--- START ---

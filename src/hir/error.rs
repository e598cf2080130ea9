//! Error types for the symbol model.

use std::sync::Arc;

use thiserror::Error;

use super::ModuleId;

/// Errors raised while building or merging the symbol graph.
#[derive(Debug, Clone, PartialEq, Eq, Error)]
pub enum SymbolError {
    /// A declaration already owned by one module was added to another.
    #[error("declaration '{name}' belongs to {owner}, refusing to add it to {target}")]
    OwnershipViolation {
        name: Arc<str>,
        owner: ModuleId,
        target: ModuleId,
    },

    /// The module id does not name a live module.
    #[error("unknown module: {0}")]
    UnknownModule(ModuleId),
}

pub type Result<T> = std::result::Result<T, SymbolError>;
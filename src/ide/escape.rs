//! HTML escaping for the markup renderers.

/// Escape `&`, `<` and `>`. Quotes are left alone.
pub fn escape_html(text: &str) -> String {
    let mut out = String::with_capacity(text.len());
    for c in text.chars() {
        match c {
            '&' => out.push_str("&amp;"),
            '<' => out.push_str("&lt;"),
            '>' => out.push_str("&gt;"),
            _ => out.push(c),
        }
    }
    out
}

/// Escape text for use inside a double-quoted attribute value.
pub fn escape_attr(text: &str) -> String {
    let mut out = String::with_capacity(text.len());
    for c in text.chars() {
        match c {
            '"' => out.push_str("&quot;"),
            '\'' => out.push_str("&#x27;"),
            _ => out.push_str(&escape_html(c.encode_utf8(&mut [0; 4]))),
        }
    }
    out
}

/// Escape multi-line text, keeping its indentation visible.
///
/// Leading whitespace of each line becomes one `&nbsp;` per character and
/// lines are joined with `<br>`.
pub fn escape_text(text: &str) -> String {
    text.lines()
        .map(|line| {
            let body = line.trim_start();
            let indent = line[..line.len() - body.len()].chars().count();
            format!("{}{}", "&nbsp;".repeat(indent), escape_html(body))
        })
        .collect::<Vec<_>>()
        .join("<br>")
}
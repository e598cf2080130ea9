pub mod text_utils;

pub use text_utils::{is_identifier_character, split_qualified};
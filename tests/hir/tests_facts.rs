//! Loading inspection facts.

use crate::helpers::fixtures::*;
use hsym::base::{Location, PackageDb, Position};
use hsym::hir::{
    DeclarationFacts, DeclarationKind, DeclarationKindFacts, ImportFacts, ModuleFacts, SymbolDb,
    SymbolKind, TypeFacts,
};

fn facts(names: &[&str]) -> ModuleFacts {
    ModuleFacts {
        name: "Data.Stack".to_string(),
        exports: None,
        imports: vec![ImportFacts {
            name: "Data.List".to_string(),
            ..ImportFacts::default()
        }],
        declarations: names
            .iter()
            .map(|name| DeclarationFacts {
                name: name.to_string(),
                docs: None,
                position: Some(Position::new(1, 1)),
                imported: Vec::new(),
                kind: DeclarationKindFacts::Function { signature: None },
            })
            .collect(),
    }
}

#[test]
fn test_load_module_twice_merges() {
    let mut db = SymbolDb::new();
    let location = Location::source("src/Data/Stack.hs", Some("stack"));
    let first = db.load_module(facts(&["push", "pop"]), Some(location.clone()), 1).unwrap();
    let second = db.load_module(facts(&["push"]), Some(location), 2).unwrap();

    assert_eq!(first, second);
    assert_eq!(db.module_declarations(first).len(), 1);
    assert!(db.module(first).unwrap().is_inspected());
}

#[test]
fn test_load_installed_module() {
    let mut db = SymbolDb::new();
    let mut facts = facts(&[]);
    facts.declarations.push(DeclarationFacts {
        name: "Stack".to_string(),
        docs: Some("A LIFO stack".to_string()),
        position: None,
        imported: Vec::new(),
        kind: DeclarationKindFacts::Newtype(TypeFacts {
            args: vec!["a".to_string()],
            ..TypeFacts::default()
        }),
    });
    let location = installed_module("Data.Stack", "stack-0.1", PackageDb::User).location;

    let id = db.load_module(facts, location, 7).unwrap();
    let stack = db.lookup(id, "Stack").unwrap();
    assert_eq!(stack.what(), SymbolKind::Newtype);
    assert!(matches!(&stack.kind, DeclarationKind::Type { info, .. } if info.args.len() == 1));
    assert!(stack.by_cabal());
    assert!(!stack.has_source_location());
    assert_eq!(db.module(id).unwrap().location_id(), "user-db:stack-0.1:Data.Stack");
}

#[cfg(feature = "serde")]
#[test]
fn test_facts_from_json() {
    let json = r#"{
        "name": "Data.Stack",
        "imports": [{"name": "Data.List", "qualified": true, "as": "L"}],
        "declarations": [
            {"name": "push", "what": "function", "type": "a -> Stack a -> Stack a",
             "position": {"line": 10, "column": 1}},
            {"name": "Stack", "what": "newtype", "args": ["a"]},
            {"name": "pattern", "what": "declaration"}
        ]
    }"#;
    let facts = ModuleFacts::from_json(json).unwrap();
    assert_eq!(facts.imports[0].alias.as_deref(), Some("L"));

    let mut db = SymbolDb::new();
    let id = db
        .load_module(facts, Some(Location::source("Stack.hs", None)), 1)
        .unwrap();
    let push = db.lookup(id, "push").unwrap();
    assert_eq!(push.source_location().as_deref(), Some("Stack.hs:10:1"));
    assert_eq!(db.lookup(id, "pattern").unwrap().what(), SymbolKind::Declaration);
    assert_eq!(db.module(id).unwrap().unalias("L").len(), 1);
}
//! Plain-text rendering of declarations from a merged symbol graph.

use rstest::rstest;

use crate::helpers::fixtures::*;
use hsym::hir::{Declaration, TypeKind};
use hsym::ide::{brief, detailed, suggest};

// =============================================================================
// OPERATORS
// =============================================================================

#[test]
fn test_operator_forms() {
    let ws = workspace();
    let op = ws.db.lookup(ws.main, "<+>").unwrap();

    assert_eq!(brief(&op, true), "(<+>)");
    assert_eq!(brief(&op, false), "(<+>) :: Vec -> Vec -> Vec");
    assert_eq!(
        suggest(&op).as_pair(),
        ("(<+>) :: Vec -> Vec -> Vec\t", "<+>")
    );
}

#[test]
fn test_detailed_source_declaration() {
    let ws = workspace();
    let op = ws.db.lookup(ws.main, "<+>").unwrap();
    assert_eq!(
        detailed(op),
        "(<+>) :: Vec -> Vec -> Vec\n\
         \n\
         Add two vectors.\n  Componentwise.\n\
         \n\
         Project: demo\n\
         Defined at: src/Main.hs:12:1"
    );
}

#[test]
fn test_detailed_imported_declaration() {
    let ws = workspace();
    let insert = ws.db.lookup(ws.main, "insert").unwrap();
    assert_eq!(
        detailed(insert),
        "insert :: Ord k => k -> a -> Map k a -> Map k a\n\
         \n\
         Imported from Data.Map\n\
         \n\
         Installed in: global-db\n\
         Package: containers-0.5.7.1\n\
         Defined in: Data.Map"
    );
    assert_eq!(
        suggest(&insert).display,
        "insert :: Ord k => k -> a -> Map k a -> Map k a\tData.Map"
    );
}

// =============================================================================
// TYPES
// =============================================================================

#[rstest]
#[case(TypeKind::Type, "type")]
#[case(TypeKind::Newtype, "newtype")]
#[case(TypeKind::Data, "data")]
#[case(TypeKind::Class, "class")]
fn test_type_keyword(#[case] kind: TypeKind, #[case] keyword: &str) {
    let decl = Declaration::type_like("T", kind, type_info(&["Show a"], &["a"]));
    assert_eq!(brief(&decl, true), format!("{keyword} T a"));
    assert_eq!(brief(&decl, false), format!("{keyword} Show a => T a"));
}

#[test]
fn test_type_without_args_suggests_bare_name() {
    let ws = workspace();
    let map = ws.db.lookup(ws.data_map, "Map").unwrap();
    assert_eq!(suggest(&map).display, "Map k a\t");

    let unit = Declaration::type_like("Unit", TypeKind::Data, type_info(&[], &[]));
    assert_eq!(suggest(&unit).display, "Unit\t");
}

#[test]
fn test_detailed_without_provenance() {
    let decl = Declaration::function("orphan", Some("Int"));
    let mut db = hsym::hir::SymbolDb::new();
    let id = db.merge_declaration(decl).unwrap();
    assert_eq!(detailed(db.declaration_ref(id).unwrap()), "orphan :: Int\n");
}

--- END ---

Using the data above, print exactly the lines from the line that contains "pub fn escape_attr(text: &str)" through the line that contains "pub mod text_utils;", with both included.

**Answer below**.
pub fn escape_attr(text: &str) -> String {
    let mut out = String::with_capacity(text.len());
    for c in text.chars() {
        match c {
            '"' => out.push_str("&quot;"),
            '\'' => out.push_str("&#x27;"),
            _ => out.push_str(&escape_html(c.encode_utf8(&mut [0; 4]))),
        }
    }
    out
}

/// Escape multi-line text, keeping its indentation visible.
///
/// Leading whitespace of each line becomes one `&nbsp;` per character and
/// lines are joined with `<br>`.
pub fn escape_text(text: &str) -> String {
    text.lines()
        .map(|line| {
            let body = line.trim_start();
            let indent = line[..line.len() - body.len()].chars().count();
            format!("{}{}", "&nbsp;".repeat(indent), escape_html(body))
        })
        .collect::<Vec<_>>()
        .join("<br>")
}
repository e598cf2080130ea9
pub mod text_utils;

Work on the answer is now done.